Early Career Innovators: Imaging Guidance for Lung Proton Therapy, Devices and Diagnostics TIN

In this interview as part of the Early Career Innovators series, recognising the amazing translational work being done by postdocs and non-tenured researchers at University College London (UCL), Dr Mikaël Simard highlights his Devices & Diagnostics Therapeutic Innovation Network (TIN) Pilot Data Fund awarded project, involving the development of a prototype low-cost imaging system for lung proton therapy. 

What is the title of your project and what does it involve?

The title of my project is “A proton radiography system towards real-time imaging guidance for lung proton therapy”. It involves the development of a prototype low-cost imaging system, including the hardware and the reconstruction algorithm, for proton therapy.

What is the motivation behind your project/therapeutic?

In the UK, there are about 40000 people each year that are diagnosed with non-small cell lung cancer, which has an extremely poor prognosis. Fortunately, there is a novel radiotherapy modality, proton therapy, that has the potential of improving outcomes for some patients with this type of cancer.. Proton therapy is rapidly developing worldwide; there is now a proton centre at UCL’s Hospitals.

Unfortunately, the drawback with proton therapy is that it is more sensitive to motion. In the case of lung cancer, breathing increases treatment uncertainties, and the potential benefits of proton therapy cannot be reached. A main solution to solve that is real-time image guidance during treatment. This can be achieved with a device that tracks the tumour during treatment and adapts treatment accordingly. The device we propose is a fully integrated imaging device which will provide real-time radiographs for image guidance. It will also serve a variety of clinical needs beyond tracking, such as patient positioning.

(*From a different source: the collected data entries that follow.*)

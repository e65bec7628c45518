// SPDX-License-Identifier: AGPL-3.0-or-later
//
// Copyright (C) 2025 Daniel Negri
//
// This program is free software: you can redistribute it and/or modify
// it under the terms of the GNU Affero General Public License as published by
// the Free Software Foundation, either version 3 of the License, or
// (at your option) any later version.
//
// This program is distributed in the hope that it will be useful,
// but WITHOUT ANY WARRANTY; without even the implied warranty of
// MERCHANTABILITY or FITNESS FOR A PARTICULAR PURPOSE. See the
// GNU Affero General Public License for more details.
//
// You should have received a copy of the GNU Affero General Public License
// along with this program. If not, see <https://www.gnu.org/licenses/>.

//! Ledger engine.
//!
//! The [`Engine`] is the only writer of transaction records and of product
//! balances and limits. Mutating operations live next to the component they
//! implement:
//!
//! - expenses, incomes and installment purchases: `create_transaction`,
//!   `update_transaction`, `delete_transaction`
//! - transfers between products: `create_transfer`
//!
//! This module holds the engine itself plus the read-only queries and the
//! hooks used by downstream statement reconciliation.
//!
//! # Thread Safety
//!
//! Each operation is one unit of work of the underlying [`LedgerStore`]. The
//! engine holds no locks of its own and can be shared across threads behind
//! an `Arc`.

use crate::LedgerError;
use crate::base::{ProductId, StatementId, TransactionId, UserId};
use crate::config::EngineConfig;
use crate::credit_limit::{self, ChargeKind};
use crate::memory_store::MemoryStore;
use crate::postings;
use crate::product::FinancialProduct;
use crate::store::LedgerStore;
use crate::transaction::{CreateTransaction, Transaction, TransactionKind};
use chrono::NaiveDate;
use rust_decimal::Decimal;

/// Ledger engine over a [`LedgerStore`].
///
/// # Invariants
///
/// - A debit card's own balance stays zero; its effects land on the linked account.
/// - Every operation commits all of its record and product changes or none.
/// - Deleting a record reverses exactly the balance and limit effect it had.
/// - Records of an installment group keep their individual amounts; only the
///   category is shared across the group.
pub struct Engine<S = MemoryStore> {
    pub(crate) store: S,
    pub(crate) config: EngineConfig,
}

impl Engine<MemoryStore> {
    /// Creates an engine over an empty in-memory store.
    pub fn new() -> Self {
        Self::with_config(EngineConfig::default())
    }

    pub fn with_config(config: EngineConfig) -> Self {
        Engine {
            store: MemoryStore::with_config(&config),
            config,
        }
    }
}

impl Default for Engine<MemoryStore> {
    fn default() -> Self {
        Self::new()
    }
}

impl<S: LedgerStore> Engine<S> {
    pub fn with_store(store: S, config: EngineConfig) -> Self {
        Engine { store, config }
    }

    pub fn store(&self) -> &S {
        &self.store
    }

    pub fn config(&self) -> &EngineConfig {
        &self.config
    }

    /// # Errors
    ///
    /// - [`LedgerError::ProductNotFound`] - No such product.
    /// - [`LedgerError::Unauthorized`] - Caller does not own it.
    pub fn get_product(&self, caller: UserId, id: ProductId) -> Result<FinancialProduct, LedgerError> {
        let product = self.store.product(id).ok_or(LedgerError::ProductNotFound(id))?;
        postings::ensure_owner(caller, &product)?;
        Ok(product)
    }

    /// # Errors
    ///
    /// - [`LedgerError::TransactionNotFound`] - No such record.
    /// - [`LedgerError::Unauthorized`] - Caller does not own its product.
    pub fn get_transaction(&self, caller: UserId, id: TransactionId) -> Result<Transaction, LedgerError> {
        let record = self
            .store
            .transaction(id)
            .ok_or(LedgerError::TransactionNotFound(id))?;
        if let Some(product) = record.source_product() {
            self.get_product(caller, product)?;
        }
        Ok(record)
    }

    /// Remaining capacity of the pool a `kind` charge on `card` would draw
    /// from, following shared and unified limits. `None` means unlimited.
    pub fn available_credit(
        &self,
        caller: UserId,
        card: ProductId,
        kind: ChargeKind,
    ) -> Result<Option<Decimal>, LedgerError> {
        self.store.with_unit_of_work(|unit| {
            let product = unit.product(card)?;
            postings::ensure_owner(caller, &product)?;
            if !product.is_credit_card() {
                return Err(LedgerError::invalid_operation(format!(
                    "product {card} is a {}, not a credit card",
                    product.kind
                )));
            }
            let owner = postings::limit_owner(unit, &product)?;
            Ok(credit_limit::available_credit(&owner, kind))
        })
    }

    /// Records where `product` is either side, ordered by date then id.
    pub fn list_by_product(&self, caller: UserId, product: ProductId) -> Result<Vec<Transaction>, LedgerError> {
        self.get_product(caller, product)?;
        let mut records = self.store.transactions_where(&|record| record.touches(product));
        records.sort_by_key(|record| (record.date, record.id));
        Ok(records)
    }

    /// Expenses on `product` dated within `start..=end` that no statement has
    /// claimed yet, ordered by date then id.
    pub fn list_unlinked_expenses_in_range(
        &self,
        caller: UserId,
        product: ProductId,
        start: NaiveDate,
        end: NaiveDate,
    ) -> Result<Vec<Transaction>, LedgerError> {
        if start > end {
            return Err(LedgerError::validation(format!(
                "range start {start} is after its end {end}"
            )));
        }
        self.get_product(caller, product)?;
        let mut records = self.store.transactions_where(&|record| {
            record.kind == TransactionKind::Expense
                && record.from_product == Some(product)
                && record.statement.is_none()
                && (start..=end).contains(&record.date)
        });
        records.sort_by_key(|record| (record.date, record.id));
        Ok(records)
    }

    /// Marks records as reconciled into `statement`, all or none.
    ///
    /// # Errors
    ///
    /// - [`LedgerError::TransactionNotFound`] / [`LedgerError::Unauthorized`] for any id.
    /// - [`LedgerError::InvalidOperation`] - A record already belongs to another statement.
    pub fn link_statement(
        &self,
        caller: UserId,
        ids: &[TransactionId],
        statement: StatementId,
    ) -> Result<(), LedgerError> {
        self.store.with_unit_of_work(|unit| {
            for id in ids {
                let mut record = unit.transaction(*id)?;
                let product_id = record.source_product().ok_or_else(|| {
                    LedgerError::invalid_operation(format!("transaction {id} has no product"))
                })?;
                postings::ensure_owner(caller, &unit.product(product_id)?)?;
                match record.statement {
                    Some(existing) if existing != statement => {
                        return Err(LedgerError::invalid_operation(format!(
                            "transaction {id} already belongs to statement {existing}"
                        )));
                    }
                    Some(_) => {}
                    None => {
                        record.statement = Some(statement);
                        unit.put_transaction(record);
                    }
                }
            }
            Ok(())
        })?;
        tracing::info!(%caller, %statement, records = ids.len(), "linked transactions to statement");
        Ok(())
    }

    /// Creates every request independently; one failure does not stop or undo
    /// the others.
    pub fn import_transactions(
        &self,
        caller: UserId,
        requests: &[CreateTransaction],
    ) -> Vec<Result<Vec<TransactionId>, LedgerError>> {
        requests
            .iter()
            .enumerate()
            .map(|(row, request)| {
                let result = self.create_transaction(caller, request);
                if let Err(err) = &result {
                    tracing::warn!(row, product = %request.product, error = %err, "import row rejected");
                }
                result
            })
            .collect()
    }
}
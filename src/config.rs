// SPDX-License-Identifier: AGPL-3.0-or-later
//
// Copyright (C) 2025 Daniel Negri
//
// This program is free software: you can redistribute it and/or modify
// it under the terms of the GNU Affero General Public License as published by
// the Free Software Foundation, either version 3 of the License, or
// (at your option) any later version.
//
// This program is distributed in the hope that it will be useful,
// but WITHOUT ANY WARRANTY; without even the implied warranty of
// MERCHANTABILITY or FITNESS FOR A PARTICULAR PURPOSE. See the
// GNU Affero General Public License for more details.
//
// You should have received a copy of the GNU Affero General Public License
// along with this program. If not, see <https://www.gnu.org/licenses/>.

//! Engine configuration.
//!
//! Loads tunables from environment variables, falling back to defaults.

use std::env;

/// Engine configuration
#[derive(Debug, Clone, Copy, PartialEq, Eq)]
pub struct EngineConfig {
    /// How many times a unit of work is re-run after losing an optimistic
    /// commit before giving up with a conflict.
    pub max_commit_attempts: u32,

    /// Decimal places of the smallest currency unit, used when splitting an
    /// amount into installments.
    pub money_scale: u32,
}

impl EngineConfig {
    pub const DEFAULT_MAX_COMMIT_ATTEMPTS: u32 = 8;
    pub const DEFAULT_MONEY_SCALE: u32 = 2;

    /// Load configuration from environment variables
    pub fn from_env() -> Result<Self, ConfigError> {
        let max_commit_attempts = read_var("LEDGER_MAX_COMMIT_ATTEMPTS", Self::DEFAULT_MAX_COMMIT_ATTEMPTS)?;
        if max_commit_attempts == 0 {
            return Err(ConfigError::InvalidValue("LEDGER_MAX_COMMIT_ATTEMPTS"));
        }

        let money_scale = read_var("LEDGER_MONEY_SCALE", Self::DEFAULT_MONEY_SCALE)?;
        if money_scale > 8 {
            return Err(ConfigError::InvalidValue("LEDGER_MONEY_SCALE"));
        }

        Ok(Self {
            max_commit_attempts,
            money_scale,
        })
    }
}

impl Default for EngineConfig {
    fn default() -> Self {
        Self {
            max_commit_attempts: Self::DEFAULT_MAX_COMMIT_ATTEMPTS,
            money_scale: Self::DEFAULT_MONEY_SCALE,
        }
    }
}

fn read_var(name: &'static str, default: u32) -> Result<u32, ConfigError> {
    match env::var(name) {
        Ok(raw) => raw.trim().parse().map_err(|_| ConfigError::InvalidValue(name)),
        Err(env::VarError::NotPresent) => Ok(default),
        Err(env::VarError::NotUnicode(_)) => Err(ConfigError::InvalidValue(name)),
    }
}

/// Configuration error types
#[derive(Debug, thiserror::Error)]
pub enum ConfigError {
    #[error("Invalid value for environment variable: {0}")]
    InvalidValue(&'static str),
}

Why did you want to apply to the Devices & Diagnostics TIN Pilot Data Fund?

There are two main reasons. First, the TIN pilot data fund is perfectly adapted for the proposed device. The concept of the device has been thoroughly validated in a theoretical/simulation framework, and we have started building the device with limited means. The TIN fund provides a unique opportunity to rapidly complete our prototype.

Second, the TIN call is also a moment to take a step back from the algorithmic development and think about the project in a broader scale, and it felt important to take the time to do this exercise. For instance, you must consider how many people may benefit from the device, you must clearly quantify what the expected benefits may be and consider potential commercial partners for the device.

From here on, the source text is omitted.